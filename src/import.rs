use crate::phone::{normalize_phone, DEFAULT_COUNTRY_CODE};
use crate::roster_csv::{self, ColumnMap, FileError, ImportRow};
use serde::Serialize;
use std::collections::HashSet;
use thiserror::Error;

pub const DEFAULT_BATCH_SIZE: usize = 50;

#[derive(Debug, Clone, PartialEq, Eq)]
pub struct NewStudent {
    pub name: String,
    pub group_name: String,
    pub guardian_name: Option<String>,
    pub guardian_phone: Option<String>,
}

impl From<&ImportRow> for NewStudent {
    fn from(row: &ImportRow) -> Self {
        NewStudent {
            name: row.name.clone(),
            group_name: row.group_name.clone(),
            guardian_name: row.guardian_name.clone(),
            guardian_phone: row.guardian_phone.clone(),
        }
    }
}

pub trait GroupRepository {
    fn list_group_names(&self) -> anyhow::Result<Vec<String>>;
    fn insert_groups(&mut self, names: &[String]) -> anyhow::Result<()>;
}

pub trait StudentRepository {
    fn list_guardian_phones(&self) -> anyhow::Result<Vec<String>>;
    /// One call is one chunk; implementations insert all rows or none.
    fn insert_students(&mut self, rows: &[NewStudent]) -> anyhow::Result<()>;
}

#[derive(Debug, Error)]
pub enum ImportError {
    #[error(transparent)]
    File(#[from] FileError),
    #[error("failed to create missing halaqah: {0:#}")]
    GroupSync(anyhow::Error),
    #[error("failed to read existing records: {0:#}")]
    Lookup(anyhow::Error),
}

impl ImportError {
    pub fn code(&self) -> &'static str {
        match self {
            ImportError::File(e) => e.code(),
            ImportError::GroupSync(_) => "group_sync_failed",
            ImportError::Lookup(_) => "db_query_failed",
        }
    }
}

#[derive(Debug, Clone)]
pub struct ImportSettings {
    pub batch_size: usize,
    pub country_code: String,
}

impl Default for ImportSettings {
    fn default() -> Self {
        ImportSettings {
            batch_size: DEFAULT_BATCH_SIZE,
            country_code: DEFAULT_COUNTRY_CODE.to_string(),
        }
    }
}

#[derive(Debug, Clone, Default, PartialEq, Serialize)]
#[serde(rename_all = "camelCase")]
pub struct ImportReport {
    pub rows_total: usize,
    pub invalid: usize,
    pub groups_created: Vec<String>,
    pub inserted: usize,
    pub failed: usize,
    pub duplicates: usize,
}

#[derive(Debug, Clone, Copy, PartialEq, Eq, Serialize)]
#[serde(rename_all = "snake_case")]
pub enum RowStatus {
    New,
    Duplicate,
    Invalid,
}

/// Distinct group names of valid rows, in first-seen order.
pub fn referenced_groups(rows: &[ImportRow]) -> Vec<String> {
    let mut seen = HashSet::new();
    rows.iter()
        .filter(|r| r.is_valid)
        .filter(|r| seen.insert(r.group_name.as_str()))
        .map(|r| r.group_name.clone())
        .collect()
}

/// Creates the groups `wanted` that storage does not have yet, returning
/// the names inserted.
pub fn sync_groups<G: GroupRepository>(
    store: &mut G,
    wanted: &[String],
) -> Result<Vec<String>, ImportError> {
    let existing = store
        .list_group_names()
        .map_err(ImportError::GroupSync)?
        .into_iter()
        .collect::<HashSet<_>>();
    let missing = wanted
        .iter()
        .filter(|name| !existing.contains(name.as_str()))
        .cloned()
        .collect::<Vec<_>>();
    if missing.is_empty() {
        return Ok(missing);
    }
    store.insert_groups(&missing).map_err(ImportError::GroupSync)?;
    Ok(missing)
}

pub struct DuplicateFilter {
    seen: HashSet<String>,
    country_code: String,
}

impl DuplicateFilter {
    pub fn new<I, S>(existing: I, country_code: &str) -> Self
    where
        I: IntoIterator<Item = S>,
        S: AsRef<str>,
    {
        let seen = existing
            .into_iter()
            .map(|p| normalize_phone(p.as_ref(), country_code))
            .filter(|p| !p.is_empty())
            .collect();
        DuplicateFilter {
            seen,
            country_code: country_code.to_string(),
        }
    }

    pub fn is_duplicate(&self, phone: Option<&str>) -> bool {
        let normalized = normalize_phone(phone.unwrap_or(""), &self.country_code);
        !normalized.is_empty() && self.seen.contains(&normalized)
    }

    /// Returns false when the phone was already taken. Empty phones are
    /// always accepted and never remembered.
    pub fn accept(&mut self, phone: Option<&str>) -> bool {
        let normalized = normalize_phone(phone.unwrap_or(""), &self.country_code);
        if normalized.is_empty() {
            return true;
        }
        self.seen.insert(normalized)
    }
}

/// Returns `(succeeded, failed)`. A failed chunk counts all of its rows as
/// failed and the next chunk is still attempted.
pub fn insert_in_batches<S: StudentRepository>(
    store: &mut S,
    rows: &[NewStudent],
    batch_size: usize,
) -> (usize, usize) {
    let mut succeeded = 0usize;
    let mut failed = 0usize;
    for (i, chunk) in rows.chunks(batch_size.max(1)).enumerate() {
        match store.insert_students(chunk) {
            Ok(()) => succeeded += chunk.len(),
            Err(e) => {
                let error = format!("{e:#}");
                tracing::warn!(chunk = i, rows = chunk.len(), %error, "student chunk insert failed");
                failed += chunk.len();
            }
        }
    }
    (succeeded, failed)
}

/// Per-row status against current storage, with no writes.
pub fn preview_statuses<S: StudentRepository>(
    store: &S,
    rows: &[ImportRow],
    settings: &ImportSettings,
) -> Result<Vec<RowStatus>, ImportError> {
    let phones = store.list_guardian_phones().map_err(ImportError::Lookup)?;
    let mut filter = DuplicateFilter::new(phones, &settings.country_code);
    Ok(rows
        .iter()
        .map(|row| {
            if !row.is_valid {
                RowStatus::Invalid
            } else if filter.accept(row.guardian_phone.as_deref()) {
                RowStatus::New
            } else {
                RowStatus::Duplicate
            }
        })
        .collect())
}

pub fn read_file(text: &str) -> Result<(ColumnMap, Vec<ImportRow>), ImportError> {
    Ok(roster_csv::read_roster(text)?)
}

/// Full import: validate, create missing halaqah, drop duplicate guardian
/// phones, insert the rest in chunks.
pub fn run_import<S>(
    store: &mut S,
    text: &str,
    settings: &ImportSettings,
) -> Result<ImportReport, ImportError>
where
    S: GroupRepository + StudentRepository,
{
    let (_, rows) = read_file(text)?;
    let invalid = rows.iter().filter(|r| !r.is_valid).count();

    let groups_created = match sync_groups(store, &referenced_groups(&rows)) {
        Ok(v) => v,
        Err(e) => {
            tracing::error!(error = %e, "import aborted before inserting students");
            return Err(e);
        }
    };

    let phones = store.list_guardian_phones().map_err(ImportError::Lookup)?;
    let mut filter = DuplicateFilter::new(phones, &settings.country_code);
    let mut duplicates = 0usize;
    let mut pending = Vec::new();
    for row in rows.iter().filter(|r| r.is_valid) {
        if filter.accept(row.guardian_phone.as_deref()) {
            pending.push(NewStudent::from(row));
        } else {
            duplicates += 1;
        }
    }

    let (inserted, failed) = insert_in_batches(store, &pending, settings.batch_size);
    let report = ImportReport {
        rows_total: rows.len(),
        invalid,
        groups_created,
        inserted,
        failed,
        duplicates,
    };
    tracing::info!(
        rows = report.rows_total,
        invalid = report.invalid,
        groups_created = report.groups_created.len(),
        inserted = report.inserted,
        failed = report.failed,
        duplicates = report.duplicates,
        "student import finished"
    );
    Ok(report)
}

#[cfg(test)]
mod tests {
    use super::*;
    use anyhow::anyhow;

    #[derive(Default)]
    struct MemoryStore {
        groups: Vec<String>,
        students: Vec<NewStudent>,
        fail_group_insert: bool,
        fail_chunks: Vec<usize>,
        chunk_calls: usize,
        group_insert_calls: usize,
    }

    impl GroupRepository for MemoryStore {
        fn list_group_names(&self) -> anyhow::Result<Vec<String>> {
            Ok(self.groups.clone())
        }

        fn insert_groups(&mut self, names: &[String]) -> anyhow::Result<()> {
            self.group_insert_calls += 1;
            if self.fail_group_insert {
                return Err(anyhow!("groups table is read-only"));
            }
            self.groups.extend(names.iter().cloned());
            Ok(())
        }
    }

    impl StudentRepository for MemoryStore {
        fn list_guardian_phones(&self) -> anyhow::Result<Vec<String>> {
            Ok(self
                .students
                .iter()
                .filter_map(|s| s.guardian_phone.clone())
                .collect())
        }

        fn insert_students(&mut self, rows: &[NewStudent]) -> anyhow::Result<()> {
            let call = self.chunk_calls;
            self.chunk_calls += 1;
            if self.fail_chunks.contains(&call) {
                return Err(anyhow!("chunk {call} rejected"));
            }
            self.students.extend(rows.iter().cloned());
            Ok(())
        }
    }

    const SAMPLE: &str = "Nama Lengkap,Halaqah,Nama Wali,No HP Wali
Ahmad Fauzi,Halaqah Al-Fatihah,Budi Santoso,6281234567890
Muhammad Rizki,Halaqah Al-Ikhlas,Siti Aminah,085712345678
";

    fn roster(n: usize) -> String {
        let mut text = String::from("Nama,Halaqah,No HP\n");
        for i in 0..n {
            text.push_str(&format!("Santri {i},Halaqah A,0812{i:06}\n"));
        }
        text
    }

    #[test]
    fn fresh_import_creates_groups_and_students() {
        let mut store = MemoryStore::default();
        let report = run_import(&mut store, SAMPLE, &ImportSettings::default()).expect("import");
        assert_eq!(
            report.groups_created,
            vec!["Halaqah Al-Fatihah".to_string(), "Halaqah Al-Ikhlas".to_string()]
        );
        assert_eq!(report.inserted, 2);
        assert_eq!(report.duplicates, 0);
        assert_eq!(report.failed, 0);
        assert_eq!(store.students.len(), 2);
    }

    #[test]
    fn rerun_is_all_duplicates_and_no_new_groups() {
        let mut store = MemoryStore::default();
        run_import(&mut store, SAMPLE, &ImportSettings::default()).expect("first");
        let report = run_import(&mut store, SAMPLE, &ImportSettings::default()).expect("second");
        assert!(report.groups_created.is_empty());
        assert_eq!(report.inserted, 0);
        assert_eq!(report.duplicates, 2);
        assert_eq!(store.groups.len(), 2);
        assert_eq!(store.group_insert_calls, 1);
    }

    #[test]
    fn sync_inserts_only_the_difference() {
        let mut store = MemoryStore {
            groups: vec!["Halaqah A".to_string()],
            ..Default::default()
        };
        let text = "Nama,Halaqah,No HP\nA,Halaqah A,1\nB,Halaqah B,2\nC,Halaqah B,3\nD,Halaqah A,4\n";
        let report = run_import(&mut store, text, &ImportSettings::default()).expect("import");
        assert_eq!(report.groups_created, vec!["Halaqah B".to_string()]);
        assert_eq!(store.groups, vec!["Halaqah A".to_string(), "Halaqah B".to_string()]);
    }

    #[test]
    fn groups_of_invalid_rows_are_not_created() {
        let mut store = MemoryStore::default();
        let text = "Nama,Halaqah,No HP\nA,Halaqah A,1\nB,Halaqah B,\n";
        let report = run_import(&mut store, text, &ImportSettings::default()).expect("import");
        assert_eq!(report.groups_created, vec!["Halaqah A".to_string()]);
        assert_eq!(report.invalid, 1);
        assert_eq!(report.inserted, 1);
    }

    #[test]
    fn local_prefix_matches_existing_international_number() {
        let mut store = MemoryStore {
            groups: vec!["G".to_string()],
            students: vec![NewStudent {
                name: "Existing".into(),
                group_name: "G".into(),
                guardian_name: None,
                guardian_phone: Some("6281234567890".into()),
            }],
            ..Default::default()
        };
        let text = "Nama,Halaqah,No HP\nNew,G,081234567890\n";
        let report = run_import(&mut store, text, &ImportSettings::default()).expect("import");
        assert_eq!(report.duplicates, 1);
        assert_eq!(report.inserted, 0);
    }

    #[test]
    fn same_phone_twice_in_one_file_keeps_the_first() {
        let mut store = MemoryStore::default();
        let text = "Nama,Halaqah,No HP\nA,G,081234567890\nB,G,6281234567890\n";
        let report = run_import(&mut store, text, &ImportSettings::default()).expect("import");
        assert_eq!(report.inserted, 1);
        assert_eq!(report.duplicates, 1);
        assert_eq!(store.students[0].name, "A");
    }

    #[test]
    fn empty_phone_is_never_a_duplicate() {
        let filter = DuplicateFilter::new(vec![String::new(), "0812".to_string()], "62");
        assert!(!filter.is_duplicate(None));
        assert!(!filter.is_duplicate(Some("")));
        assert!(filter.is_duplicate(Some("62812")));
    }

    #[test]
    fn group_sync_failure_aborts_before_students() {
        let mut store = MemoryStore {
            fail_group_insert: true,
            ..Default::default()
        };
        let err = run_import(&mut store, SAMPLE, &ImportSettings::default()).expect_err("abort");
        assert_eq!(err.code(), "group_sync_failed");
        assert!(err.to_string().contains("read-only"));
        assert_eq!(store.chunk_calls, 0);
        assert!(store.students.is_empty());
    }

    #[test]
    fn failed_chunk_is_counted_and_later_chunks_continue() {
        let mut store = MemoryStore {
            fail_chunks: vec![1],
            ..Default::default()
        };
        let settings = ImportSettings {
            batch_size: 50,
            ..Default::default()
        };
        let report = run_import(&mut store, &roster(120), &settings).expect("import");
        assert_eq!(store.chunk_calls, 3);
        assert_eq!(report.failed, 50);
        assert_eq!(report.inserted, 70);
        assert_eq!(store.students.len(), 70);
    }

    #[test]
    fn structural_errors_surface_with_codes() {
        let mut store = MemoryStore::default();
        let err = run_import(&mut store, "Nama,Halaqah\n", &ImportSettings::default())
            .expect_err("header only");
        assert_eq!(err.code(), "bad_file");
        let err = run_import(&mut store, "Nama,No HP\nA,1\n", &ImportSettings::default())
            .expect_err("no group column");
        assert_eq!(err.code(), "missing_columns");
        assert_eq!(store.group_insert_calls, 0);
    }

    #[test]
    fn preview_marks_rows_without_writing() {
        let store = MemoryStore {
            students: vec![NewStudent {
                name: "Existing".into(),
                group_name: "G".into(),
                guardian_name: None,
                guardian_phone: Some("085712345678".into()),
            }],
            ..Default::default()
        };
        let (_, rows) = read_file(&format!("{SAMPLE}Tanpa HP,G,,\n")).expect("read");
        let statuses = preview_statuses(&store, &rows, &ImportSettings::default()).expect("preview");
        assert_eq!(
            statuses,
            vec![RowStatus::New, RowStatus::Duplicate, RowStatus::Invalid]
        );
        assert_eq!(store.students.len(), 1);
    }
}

----

Quote in full each line from the top of the records above through the line with "#[derive(Debug, Error)]"; stop after that line.

filename src/import.rs
use crate::phone::{normalize_phone, DEFAULT_COUNTRY_CODE};
use crate::roster_csv::{self, ColumnMap, FileError, ImportRow};
use serde::Serialize;
use std::collections::HashSet;
use thiserror::Error;

pub const DEFAULT_BATCH_SIZE: usize = 50;

#[derive(Debug, Clone, PartialEq, Eq)]
pub struct NewStudent {
    pub name: String,
    pub group_name: String,
    pub guardian_name: Option<String>,
    pub guardian_phone: Option<String>,
}

impl From<&ImportRow> for NewStudent {
    fn from(row: &ImportRow) -> Self {
        NewStudent {
            name: row.name.clone(),
            group_name: row.group_name.clone(),
            guardian_name: row.guardian_name.clone(),
            guardian_phone: row.guardian_phone.clone(),
        }
    }
}

pub trait GroupRepository {
    fn list_group_names(&self) -> anyhow::Result<Vec<String>>;
    fn insert_groups(&mut self, names: &[String]) -> anyhow::Result<()>;
}

pub trait StudentRepository {
    fn list_guardian_phones(&self) -> anyhow::Result<Vec<String>>;
    /// One call is one chunk; implementations insert all rows or none.
    fn insert_students(&mut self, rows: &[NewStudent]) -> anyhow::Result<()>;
}

#[derive(Debug, Error)]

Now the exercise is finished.